Nevertheless, the DL-CAD performance did generalize into a patient-level detection accuracy for GG ≥ 2 cancers after systemic and targeted biopsies of 86% (95% CI: 77–83). At a patient-level sensitivity of 90%, the false-positive detection rate was 50%. This histologic level of performance matched the performance of general radiologists who participated in the readings of the prospective MRI-First study [10] but is below the performance of the study’s expert readers (91% sensitivity at a false-positive detection rate of 23%), and of the central readers of the 4M study [11]. At this operating point, there was a moderate agreement between their DL-CAD with expert radiologists (kappa = 0.53) and histopathology readings (kappa = 0.50) [8]. Here we should note that when radiologists and CAD agree on the likely presence of suspicious lesions, the positive predictive value for GG ≥ 2 cancers increases without affecting the negative predictive value [12].

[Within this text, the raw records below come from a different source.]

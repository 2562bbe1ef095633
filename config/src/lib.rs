//! Configuration for VantagePoint.
//!
//! Settings come from an optional TOML file (`~/.vantagepoint/config.toml`,
//! or the path in `VANTAGEPOINT_CONFIG`) with environment variables layered
//! on top. The resolved [`Settings`] feed both the backend clients and the
//! [`ModeSelector`].
//!
//! ```toml
//! [doorway]
//! url = "http://localhost:8000"
//! session_name = "vantagepoint"
//! timeout_secs = 30
//!
//! [text_model]
//! api_key = "${ANTHROPIC_API_KEY}"
//! model = "claude-sonnet-4-20250514"
//! max_tokens = 500
//!
//! [chain]
//! name = "vantagepoint"
//! ```

mod mode;

use std::path::{Path, PathBuf};
use std::time::Duration;
use std::{env, fs};

use serde::Deserialize;
use thiserror::Error;
use vantage_types::ApiKey;

pub use mode::{BackendSignals, ModeSelector};

/// Environment variable naming the geometric backend address.
pub const DOORWAY_URL_ENV: &str = "DOORWAY_API_URL";
/// Environment variable carrying the text-model credential.
pub const TEXT_MODEL_KEY_ENV: &str = "ANTHROPIC_API_KEY";
/// Environment variable overriding the text-model name.
pub const TEXT_MODEL_NAME_ENV: &str = "DOORWAY_MODEL";
/// Environment variable overriding the config file location.
pub const CONFIG_PATH_ENV: &str = "VANTAGEPOINT_CONFIG";

pub const DEFAULT_TIMEOUT_SECS: u64 = 30;
pub const DEFAULT_TEXT_MODEL: &str = "claude-sonnet-4-20250514";
pub const DEFAULT_MAX_TOKENS: u32 = 500;
pub const DEFAULT_TEXT_MODEL_ENDPOINT: &str = "https://api.anthropic.com/v1/messages";
pub const DEFAULT_DOORWAY_SESSION_NAME: &str = "vantagepoint";
pub const DEFAULT_CHAIN_NAME: &str = "vantagepoint";

#[derive(Debug, Default, Deserialize)]
pub struct VantageConfig {
    pub doorway: Option<DoorwayConfig>,
    pub text_model: Option<TextModelConfig>,
    pub chain: Option<ChainConfig>,
}

/// Geometric-reasoning backend.
#[derive(Debug, Default, Deserialize)]
pub struct DoorwayConfig {
    pub url: Option<String>,
    pub session_name: Option<String>,
    pub timeout_secs: Option<u64>,
}

/// Text-completion backend.
#[derive(Default, Deserialize)]
pub struct TextModelConfig {
    pub api_key: Option<String>,
    pub model: Option<String>,
    pub max_tokens: Option<u32>,
    pub endpoint: Option<String>,
    pub timeout_secs: Option<u64>,
}

// Manual Debug impl to prevent leaking API keys in logs.
impl std::fmt::Debug for TextModelConfig {
    fn fmt(&self, f: &mut std::fmt::Formatter<'_>) -> std::fmt::Result {
        f.debug_struct("TextModelConfig")
            .field(
                "api_key",
                &if self.api_key.is_some() {
                    "[REDACTED]"
                } else {
                    "None"
                },
            )
            .field("model", &self.model)
            .field("max_tokens", &self.max_tokens)
            .field("endpoint", &self.endpoint)
            .field("timeout_secs", &self.timeout_secs)
            .finish()
    }
}

#[derive(Debug, Default, Deserialize)]
pub struct ChainConfig {
    pub name: Option<String>,
}

#[derive(Debug, Error)]
pub enum ConfigError {
    #[error("failed to read config at {}: {source}", path.display())]
    Read {
        path: PathBuf,
        source: std::io::Error,
    },
    #[error("failed to parse config at {}: {source}", path.display())]
    Parse {
        path: PathBuf,
        source: toml::de::Error,
    },
}

impl ConfigError {
    pub fn path(&self) -> &PathBuf {
        match self {
            ConfigError::Read { path, .. } | ConfigError::Parse { path, .. } => path,
        }
    }
}

impl VantageConfig {
    /// Load the config file if one exists. A missing file is `Ok(None)`.
    pub fn load() -> Result<Option<Self>, ConfigError> {
        match config_path() {
            Some(path) => Self::load_from(&path),
            None => Ok(None),
        }
    }

    pub fn load_from(path: &Path) -> Result<Option<Self>, ConfigError> {
        if !path.exists() {
            return Ok(None);
        }

        let content = fs::read_to_string(path).map_err(|err| {
            tracing::warn!("Failed to read config at {:?}: {}", path, err);
            ConfigError::Read {
                path: path.to_path_buf(),
                source: err,
            }
        })?;

        toml::from_str(&content).map(Some).map_err(|err| {
            tracing::warn!("Failed to parse config at {:?}: {}", path, err);
            ConfigError::Parse {
                path: path.to_path_buf(),
                source: err,
            }
        })
    }

    #[must_use]
    pub fn path() -> Option<PathBuf> {
        config_path()
    }
}

#[must_use]
pub fn config_path() -> Option<PathBuf> {
    if let Ok(explicit) = env::var(CONFIG_PATH_ENV)
        && !explicit.trim().is_empty()
    {
        return Some(PathBuf::from(explicit));
    }
    dirs::home_dir().map(|home| home.join(".vantagepoint").join("config.toml"))
}

/// Replace `${VAR}` references through `lookup`.
/// Unknown variables expand to the empty string; an unclosed `${` is kept verbatim.
fn expand_vars_with<F>(value: &str, lookup: F) -> String
where
    F: Fn(&str) -> Option<String>,
{
    let mut out = String::with_capacity(value.len());
    let mut rest = value;

    while let Some(start) = rest.find("${") {
        out.push_str(&rest[..start]);
        let after = &rest[start + 2..];
        match after.find('}') {
            Some(end) => {
                let name = &after[..end];
                if !name.is_empty() {
                    out.push_str(&lookup(name).unwrap_or_default());
                }
                rest = &after[end + 1..];
            }
            None => {
                out.push_str(&rest[start..]);
                rest = "";
            }
        }
    }
    out.push_str(rest);
    out
}

// ============================================================================
// Resolved settings
// ============================================================================

#[derive(Debug, Clone, PartialEq, Eq)]
pub struct DoorwaySettings {
    pub url: String,
    pub session_name: String,
    pub timeout: Duration,
}

#[derive(Debug, Clone, PartialEq, Eq)]
pub struct TextModelSettings {
    pub api_key: Option<ApiKey>,
    pub model: String,
    pub max_tokens: u32,
    pub endpoint: String,
    pub timeout: Duration,
}

/// File config merged with environment overrides and defaults.
#[derive(Debug, Clone, PartialEq, Eq)]
pub struct Settings {
    pub doorway: Option<DoorwaySettings>,
    pub text_model: TextModelSettings,
    pub chain_name: String,
}

impl Settings {
    /// Resolve against the process environment.
    #[must_use]
    pub fn resolve(config: Option<&VantageConfig>) -> Self {
        Self::resolve_with(config, |name| env::var(name).ok())
    }

    /// Resolve with an explicit environment lookup. Blank values count as absent.
    pub fn resolve_with<F>(config: Option<&VantageConfig>, lookup: F) -> Self
    where
        F: Fn(&str) -> Option<String>,
    {
        let env_value = |name: &str| lookup(name).filter(|v| !v.trim().is_empty());
        let file_value = |value: Option<&String>| {
            value
                .map(|v| expand_vars_with(v, &lookup))
                .filter(|v| !v.trim().is_empty())
        };

        let doorway_cfg = config.and_then(|c| c.doorway.as_ref());
        let text_cfg = config.and_then(|c| c.text_model.as_ref());

        let doorway_url = env_value(DOORWAY_URL_ENV)
            .or_else(|| file_value(doorway_cfg.and_then(|d| d.url.as_ref())));
        let doorway = doorway_url.map(|url| DoorwaySettings {
            url: url.trim().trim_end_matches('/').to_string(),
            session_name: doorway_cfg
                .and_then(|d| d.session_name.clone())
                .unwrap_or_else(|| DEFAULT_DOORWAY_SESSION_NAME.to_string()),
            timeout: Duration::from_secs(
                doorway_cfg
                    .and_then(|d| d.timeout_secs)
                    .unwrap_or(DEFAULT_TIMEOUT_SECS),
            ),
        });

        let api_key = env_value(TEXT_MODEL_KEY_ENV)
            .or_else(|| file_value(text_cfg.and_then(|t| t.api_key.as_ref())))
            .and_then(ApiKey::new);
        let text_model = TextModelSettings {
            api_key,
            model: env_value(TEXT_MODEL_NAME_ENV)
                .or_else(|| file_value(text_cfg.and_then(|t| t.model.as_ref())))
                .unwrap_or_else(|| DEFAULT_TEXT_MODEL.to_string()),
            max_tokens: text_cfg
                .and_then(|t| t.max_tokens)
                .unwrap_or(DEFAULT_MAX_TOKENS),
            endpoint: file_value(text_cfg.and_then(|t| t.endpoint.as_ref()))
                .unwrap_or_else(|| DEFAULT_TEXT_MODEL_ENDPOINT.to_string()),
            timeout: Duration::from_secs(
                text_cfg
                    .and_then(|t| t.timeout_secs)
                    .unwrap_or(DEFAULT_TIMEOUT_SECS),
            ),
        };

        let chain_name = config
            .and_then(|c| c.chain.as_ref())
            .and_then(|c| c.name.clone())
            .filter(|n| !n.trim().is_empty())
            .unwrap_or_else(|| DEFAULT_CHAIN_NAME.to_string());

        Self {
            doorway,
            text_model,
            chain_name,
        }
    }

    /// The two signals mode resolution reads.
    #[must_use]
    pub fn signals(&self) -> BackendSignals {
        BackendSignals {
            doorway_url: self.doorway.as_ref().map(|d| d.url.clone()),
            text_model_key: self.text_model.api_key.clone(),
        }
    }

    #[must_use]
    pub fn mode_selector(&self) -> ModeSelector {
        ModeSelector::new(self.signals())
    }
}

#[cfg(test)]
mod tests {
    use std::collections::HashMap;
    use std::time::Duration;

    use super::{
        DEFAULT_TEXT_MODEL, Settings, VantageConfig, expand_vars_with,
    };

    fn lookup_from(pairs: &[(&str, &str)]) -> impl Fn(&str) -> Option<String> {
        let map: HashMap<String, String> = pairs
            .iter()
            .map(|(k, v)| ((*k).to_string(), (*v).to_string()))
            .collect();
        move |name: &str| map.get(name).cloned()
    }

    fn parse(toml_text: &str) -> VantageConfig {
        toml::from_str(toml_text).unwrap()
    }

    #[test]
    fn expand_vars_no_vars() {
        assert_eq!(expand_vars_with("hello world", lookup_from(&[])), "hello world");
    }

    #[test]
    fn expand_vars_single_and_adjacent() {
        let lookup = lookup_from(&[("A", "alpha"), ("B", "beta")]);
        assert_eq!(expand_vars_with("x ${A} y", &lookup), "x alpha y");
        assert_eq!(expand_vars_with("${A}${B}", &lookup), "alphabeta");
    }

    #[test]
    fn expand_vars_missing_becomes_empty() {
        assert_eq!(
            expand_vars_with("before ${MISSING} after", lookup_from(&[])),
            "before  after"
        );
    }

    #[test]
    fn expand_vars_unclosed_brace_preserved() {
        assert_eq!(
            expand_vars_with("test ${UNCLOSED", lookup_from(&[])),
            "test ${UNCLOSED"
        );
    }

    #[test]
    fn expand_vars_unicode_content() {
        let lookup = lookup_from(&[("CRAB", "🦀")]);
        assert_eq!(expand_vars_with("héllo ${CRAB} ü", lookup), "héllo 🦀 ü");
    }

    #[test]
    fn defaults_without_config_or_env() {
        let settings = Settings::resolve_with(None, lookup_from(&[]));
        assert!(settings.doorway.is_none());
        assert!(settings.text_model.api_key.is_none());
        assert_eq!(settings.text_model.model, DEFAULT_TEXT_MODEL);
        assert_eq!(settings.text_model.max_tokens, 500);
        assert_eq!(settings.text_model.timeout, Duration::from_secs(30));
        assert_eq!(settings.chain_name, "vantagepoint");
    }

    #[test]
    fn env_overrides_file() {
        let config = parse(
            r#"
            [doorway]
            url = "http://file-host:8000/"
            timeout_secs = 5

            [text_model]
            model = "file-model"
            "#,
        );
        let settings = Settings::resolve_with(
            Some(&config),
            lookup_from(&[
                ("DOORWAY_API_URL", "http://env-host:9000"),
                ("DOORWAY_MODEL", "env-model"),
            ]),
        );
        let doorway = settings.doorway.unwrap();
        assert_eq!(doorway.url, "http://env-host:9000");
        assert_eq!(doorway.timeout, Duration::from_secs(5));
        assert_eq!(settings.text_model.model, "env-model");
    }

    #[test]
    fn file_values_expand_env_references() {
        let config = parse(
            r#"
            [text_model]
            api_key = "${MY_KEY}"
            "#,
        );
        let settings = Settings::resolve_with(Some(&config), lookup_from(&[("MY_KEY", "sk-1")]));
        assert_eq!(
            settings.text_model.api_key.unwrap().expose_secret(),
            "sk-1"
        );
    }

    #[test]
    fn blank_env_values_count_as_absent() {
        let settings = Settings::resolve_with(
            None,
            lookup_from(&[("DOORWAY_API_URL", "  "), ("ANTHROPIC_API_KEY", "")]),
        );
        assert!(settings.doorway.is_none());
        assert!(settings.text_model.api_key.is_none());
    }

    #[test]
    fn trailing_slash_is_trimmed_from_doorway_url() {
        let config = parse(
            r#"
            [doorway]
            url = "http://localhost:8000/"
            "#,
        );
        let settings = Settings::resolve_with(Some(&config), lookup_from(&[]));
        assert_eq!(settings.doorway.unwrap().url, "http://localhost:8000");
    }

    #[test]
    fn load_from_missing_file_is_none() {
        let dir = tempfile::tempdir().unwrap();
        let loaded = VantageConfig::load_from(&dir.path().join("absent.toml")).unwrap();
        assert!(loaded.is_none());
    }

    #[test]
    fn load_from_reads_file() {
        let dir = tempfile::tempdir().unwrap();
        let path = dir.path().join("config.toml");
        std::fs::write(&path, "[chain]\nname = \"team-chain\"\n").unwrap();
        let config = VantageConfig::load_from(&path).unwrap().unwrap();
        let settings = Settings::resolve_with(Some(&config), lookup_from(&[]));
        assert_eq!(settings.chain_name, "team-chain");
    }

    #[test]
    fn load_from_invalid_toml_reports_path() {
        let dir = tempfile::tempdir().unwrap();
        let path = dir.path().join("config.toml");
        std::fs::write(&path, "[doorway\nurl = 1").unwrap();
        let err = VantageConfig::load_from(&path).unwrap_err();
        assert_eq!(err.path(), &path);
        assert!(err.to_string().contains("failed to parse config"));
    }
}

However, we must acknowledge the limitations arising from the retrospective nature of the current study which impacts both the training and the subsequent performance of the CAD software. Specifically, we should note that only the lesions seen by the radiologists were biopsied and thus used for training the CAD software. Extended systematic and targeted biopsies would be better for algorithm learning [12]. In a similar vein, prostatectomy histology learning also introduces bias because many men do not undergo prostatectomy after MRI-influenced biopsies [2]. Furthermore, radiologists’ determinations on the likely nature of the CAD detected lesions as used in the current study are not accurate because of the dependence of predictive value for csPCa on the PI-RADS category. Despite this, a radiologist’s determined false-detection rate per case metric can still be useful because fewer suspicious lesions can help lower biopsy core numbers and over-diagnosis rates [8, 9].

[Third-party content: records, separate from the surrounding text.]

//! Paths: three fixed-identity routes from the goal, then a commitment.

use vantage_providers::DoorwayResponse;
use vantage_types::{
    AuditAction, EntityKind, Path, PathDraft, PathId, PathSet, PathStatus, Phase, VantageError,
    convention_statements,
};

use crate::strategy::run_doorway;
use crate::{AnalysisStrategy, Session};

const TEXT_MODEL_CONFIDENCE: [f64; 3] = [0.5, 0.6, 0.7];
const SEE_ABOVE: &str = "See full analysis above";

#[must_use]
pub fn divergence_prompt(goal: &str, conventions: &[String]) -> String {
    format!(
        "Goal: {goal}. Break every conventional assumption: {conventions:?}. \
         What is the most divergent viable approach?"
    )
}

#[must_use]
pub fn hybrid_prompt(goal: &str, conventions: &[String]) -> String {
    format!(
        "Goal: {goal}. These are conventions (not physics): {conventions:?}. \
         Break only the ones that are clearly habit. Keep confirmed constraints. \
         What is the balanced approach?"
    )
}

#[must_use]
pub fn ground_prompt(goal: &str) -> String {
    format!(
        "Goal: {goal}. Use only confirmed ground. No conventions broken. \
         Maximum confidence path. What is the safest viable approach?"
    )
}

/// Single prompt describing all three archetypes, for the text model.
#[must_use]
pub fn combined_paths_prompt(goal: &str, conventions: &[String]) -> String {
    format!(
        "Goal: {goal}.\n\
         Known conventions (assumptions, not physics): {conventions:?}\n\n\
         Generate three approaches:\n\
         A) Maximum divergence: break every convention. Highest risk, highest potential.\n\
         B) Informed hybrid: break conventions selectively. Balanced.\n\
         C) Confirmed ground: safest path. No conventions broken.\n\n\
         For each: describe the approach, list assumptions, rate confidence (0-1), \
         rate risk (low/moderate/high)."
    )
}

fn standalone_drafts(conventions: Vec<String>) -> [PathDraft; 3] {
    [
        PathDraft::new(
            format!(
                "Break all conventions: {conventions:?}. Describe your most divergent viable approach."
            ),
            PathStatus::Standalone,
        )
        .with_assumptions(conventions),
        PathDraft::new(
            "Break conventions selectively. Keep confirmed constraints. Describe your balanced approach.",
            PathStatus::Standalone,
        ),
        PathDraft::new(
            "Use only confirmed ground. Maximum safety. Describe your safest approach.",
            PathStatus::Standalone,
        ),
    ]
}

fn text_model_drafts(answer: String, conventions: Vec<String>) -> [PathDraft; 3] {
    let [a, b, c] = TEXT_MODEL_CONFIDENCE;
    [
        PathDraft::new(answer, PathStatus::Llm)
            .with_confidence(a)
            .with_assumptions(conventions),
        PathDraft::new(SEE_ABOVE, PathStatus::Llm).with_confidence(b),
        PathDraft::new(SEE_ABOVE, PathStatus::Llm).with_confidence(c),
    ]
}

/// Draft from one Doorway answer. Bridge data, when present and allowed,
/// supplies assumptions and confidence; otherwise content confidence is used.
fn doorway_draft(
    response: &DoorwayResponse,
    raw: serde_json::Value,
    read_bridge: bool,
) -> PathDraft {
    let draft = PathDraft::new(response.answer(), response.status.into())
        .with_gap_score(response.gap_score().unwrap_or(0.0))
        .with_backend_response(raw);
    match response.bridge.as_ref().filter(|_| read_bridge) {
        Some(bridge) => draft
            .with_assumptions(bridge.assumptions.clone())
            .with_confidence(bridge.confidence.unwrap_or(0.0)),
        None => draft.with_confidence(response.content_confidence().unwrap_or(0.0)),
    }
}

impl Session {
    /// Generate paths A, B and C from the goal and the convention assumptions.
    ///
    /// Requires a goal. Replaces any earlier set only once every backend call
    /// has succeeded, so the session never holds a partial set.
    pub async fn generate_paths(
        &mut self,
        strategy: &AnalysisStrategy,
    ) -> Result<PathSet, VantageError> {
        if !self.has_goal() {
            return Err(VantageError::precondition(
                "set a goal before generating paths",
            ));
        }
        let goal = self.goal.clone().unwrap_or_default();
        let conventions = convention_statements(&self.assumptions);

        let [a, b, c] = match strategy {
            AnalysisStrategy::Standalone => standalone_drafts(conventions),
            AnalysisStrategy::TextModel(client) => {
                let completion = client
                    .complete(&combined_paths_prompt(&goal, &conventions))
                    .await;
                if !completion.success {
                    tracing::warn!(
                        session_id = %self.id,
                        answer = %completion.answer,
                        "Text model degraded during path generation"
                    );
                }
                text_model_drafts(completion.answer, conventions)
            }
            AnalysisStrategy::Geometric(client) => {
                let (response_a, raw_a) =
                    run_doorway(client, &divergence_prompt(&goal, &conventions)).await?;
                let (response_b, raw_b) =
                    run_doorway(client, &hybrid_prompt(&goal, &conventions)).await?;
                let (response_c, raw_c) = run_doorway(client, &ground_prompt(&goal)).await?;
                [
                    doorway_draft(&response_a, raw_a, true),
                    doorway_draft(&response_b, raw_b, true),
                    doorway_draft(&response_c, raw_c, false),
                ]
            }
        };

        let paths = PathSet::from_drafts(a, b, c);
        self.audit_log.record(AuditAction::PathsGenerated {
            count: paths.as_slice().len(),
        });
        tracing::info!(session_id = %self.id, mode = %self.mode, "Paths generated");
        self.paths = Some(paths.clone());
        Ok(paths)
    }

    /// Commit to one generated path and move to the receipt phase.
    ///
    /// Fails with `NotFound` before any paths exist, and with
    /// `InvalidTransition` outside the paths phase.
    pub fn commit_path(&mut self, path_id: PathId) -> Result<Path, VantageError> {
        let chosen = self
            .paths
            .as_ref()
            .map(|set| set.get(path_id).clone())
            .ok_or_else(|| VantageError::not_found(EntityKind::Path, path_id))?;
        self.phase.advance_to(Phase::Receipt)?;

        self.audit_log.record(AuditAction::PathCommitted {
            path_id,
            label: chosen.label.clone(),
        });
        self.chosen_path = Some(chosen.clone());
        self.advance_phase(Phase::Receipt)?;
        tracing::info!(session_id = %self.id, path_id = %path_id, "Path committed");
        Ok(chosen)
    }
}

While the documentation of diagnostic performance is commendable, Hosseinzadeh et al do not provide design-related information that would enable the usefulness of their CAD to be judged as a radiological tool. Additional items include software impacts on radiologic interpretations and reading efficiency. Some of the items have been provided by Winkel et al [13] who achieved an accuracy for detecting PI-RADS 4-5 lesions of 86%, which is comparable to Hosseinzadeh et al of 87%. For the detection of PI-RADS 4-5 lesions in 100 cases, the accuracy of 7 radiologists was 0.84 (95% CI, 0.79–0.89) without CAD, improving by 4.4% (95% CI, 1.1–7.7%; p = 0.01). Inter-reader concordance also increased (kappa 0.22 without CAD vs. 0.36 when using the software).

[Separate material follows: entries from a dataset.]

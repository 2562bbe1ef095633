//! The session aggregate and its phase transitions.

use chrono::{DateTime, Utc};
use serde::{Serialize, Serializer};
use serde_json::Value;
use vantage_types::{
    Assumption, AuditAction, AuditLog, Calibration, Discovery, Mode, Path, PathSet, Phase,
    SessionId, TerritoryGraph, VantageError, VantageSummary,
};

/// One walk through the method, from friction to receipt.
///
/// Fields are only reachable through the operations in this crate, which
/// keeps the phase order, the threshold and the audit log consistent.
#[derive(Debug, Clone, Serialize)]
pub struct Session {
    pub(crate) id: SessionId,
    pub(crate) mode: Mode,
    pub(crate) phase: Phase,
    pub(crate) created_at: DateTime<Utc>,
    pub(crate) friction: String,
    pub(crate) friction_statement: Option<String>,
    pub(crate) calibration: Option<Calibration>,
    pub(crate) territory: TerritoryGraph,
    pub(crate) discoveries: Vec<Discovery>,
    pub(crate) assumptions: Vec<Assumption>,
    pub(crate) threshold: f64,
    pub(crate) goal: Option<String>,
    pub(crate) vantage_summary: Option<VantageSummary>,
    #[serde(serialize_with = "serialize_paths")]
    pub(crate) paths: Option<PathSet>,
    pub(crate) chosen_path: Option<Path>,
    pub(crate) backend_responses: Vec<Value>,
    pub(crate) audit_log: AuditLog,
}

fn serialize_paths<S>(paths: &Option<PathSet>, serializer: S) -> Result<S::Ok, S::Error>
where
    S: Serializer,
{
    match paths {
        Some(set) => set.serialize(serializer),
        None => serializer.collect_seq(std::iter::empty::<&Path>()),
    }
}

impl Session {
    /// Create a session in the provocation phase. `mode` is fixed for its lifetime.
    #[must_use]
    pub fn new(friction: impl Into<String>, mode: Mode) -> Self {
        Self::with_id(SessionId::generate(), friction, mode)
    }

    #[must_use]
    pub fn with_id(id: SessionId, friction: impl Into<String>, mode: Mode) -> Self {
        let session = Self {
            id,
            mode,
            phase: Phase::Provocation,
            created_at: Utc::now(),
            friction: friction.into(),
            friction_statement: None,
            calibration: None,
            territory: TerritoryGraph::new(),
            discoveries: Vec::new(),
            assumptions: Vec::new(),
            threshold: 0.0,
            goal: None,
            vantage_summary: None,
            paths: None,
            chosen_path: None,
            backend_responses: Vec::new(),
            audit_log: AuditLog::new(),
        };
        tracing::info!(
            session_id = %session.id,
            mode = %session.mode,
            "Session started"
        );
        session
    }

    /// Move to `target`, which must be the registered successor of the current phase.
    pub fn advance_phase(&mut self, target: Phase) -> Result<Phase, VantageError> {
        let next = self.phase.advance_to(target)?;
        tracing::info!(
            session_id = %self.id,
            from = %self.phase,
            to = %next,
            "Phase advanced"
        );
        self.phase = next;
        Ok(next)
    }

    /// The one sanctioned backward move: vantage back to expedition for another pass.
    pub fn return_to_expedition(&mut self) -> Result<Phase, VantageError> {
        if self.phase != Phase::Vantage {
            return Err(VantageError::InvalidTransition {
                current: self.phase,
                requested: Phase::Expedition,
                expected: self.phase.successor(),
            });
        }
        self.phase = Phase::Expedition;
        self.audit_log.record(AuditAction::ReturnedToExpedition);
        tracing::info!(session_id = %self.id, "Returned to expedition");
        Ok(self.phase)
    }

    pub(crate) fn refresh_threshold(&mut self) {
        self.threshold = self.territory.threshold();
    }

    #[must_use]
    pub fn id(&self) -> &SessionId {
        &self.id
    }

    #[must_use]
    pub fn mode(&self) -> Mode {
        self.mode
    }

    #[must_use]
    pub fn phase(&self) -> Phase {
        self.phase
    }

    #[must_use]
    pub fn created_at(&self) -> DateTime<Utc> {
        self.created_at
    }

    #[must_use]
    pub fn friction(&self) -> &str {
        &self.friction
    }

    #[must_use]
    pub fn friction_statement(&self) -> Option<&str> {
        self.friction_statement.as_deref()
    }

    #[must_use]
    pub fn calibration(&self) -> Option<&Calibration> {
        self.calibration.as_ref()
    }

    #[must_use]
    pub fn territory(&self) -> &TerritoryGraph {
        &self.territory
    }

    #[must_use]
    pub fn discoveries(&self) -> &[Discovery] {
        &self.discoveries
    }

    #[must_use]
    pub fn assumptions(&self) -> &[Assumption] {
        &self.assumptions
    }

    #[must_use]
    pub fn threshold(&self) -> f64 {
        self.threshold
    }

    #[must_use]
    pub fn goal(&self) -> Option<&str> {
        self.goal.as_deref()
    }

    #[must_use]
    pub fn vantage_summary(&self) -> Option<&VantageSummary> {
        self.vantage_summary.as_ref()
    }

    /// Generated paths: empty, or exactly A, B and C.
    #[must_use]
    pub fn paths(&self) -> &[Path] {
        self.paths.as_ref().map_or(&[][..], PathSet::as_slice)
    }

    #[must_use]
    pub fn chosen_path(&self) -> Option<&Path> {
        self.chosen_path.as_ref()
    }

    /// Raw geometric responses received while expanding the territory.
    #[must_use]
    pub fn backend_responses(&self) -> &[Value] {
        &self.backend_responses
    }

    #[must_use]
    pub fn audit_log(&self) -> &AuditLog {
        &self.audit_log
    }
}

The impact of software on time-intensive biopsy-related tasks such as gland and target outlining and report generation also requires documentation. Winkel et al [13] showed reductions in reading times by 21% (from 103 s to 81 s/case), but this improvement needs to be judged in the context of the time to generate a complete radiological report. Other useful CAD functionality features include levels of suspicion of user-defined ROIs.

To conclude, the heterogeneity of data analyses in the published research impedes the wide clinical adoption of CAD for prostate cancer diagnosis [3]. Consistent reporting will enable comparisons to be made with the current standard of PI-RADS-based multidisciplinary care. Performance metrics focusing on the sensitivity of radiological lesion detections and csPCa in patients should be described. Studies should also evaluate whether CAD systems can remove the need for radiologists to review non-suspicious MRI scans when incorporated with patient-related meta-data. Data on the ability of software to support radiologists by reducing interobserver variability and the times for interpretation, reporting and biopsy outlining tasks are also needed. Ideally, this should be done in prospective, multicentre, validation and cost-effectiveness studies where human and CAD detected lesions are adequately sampled.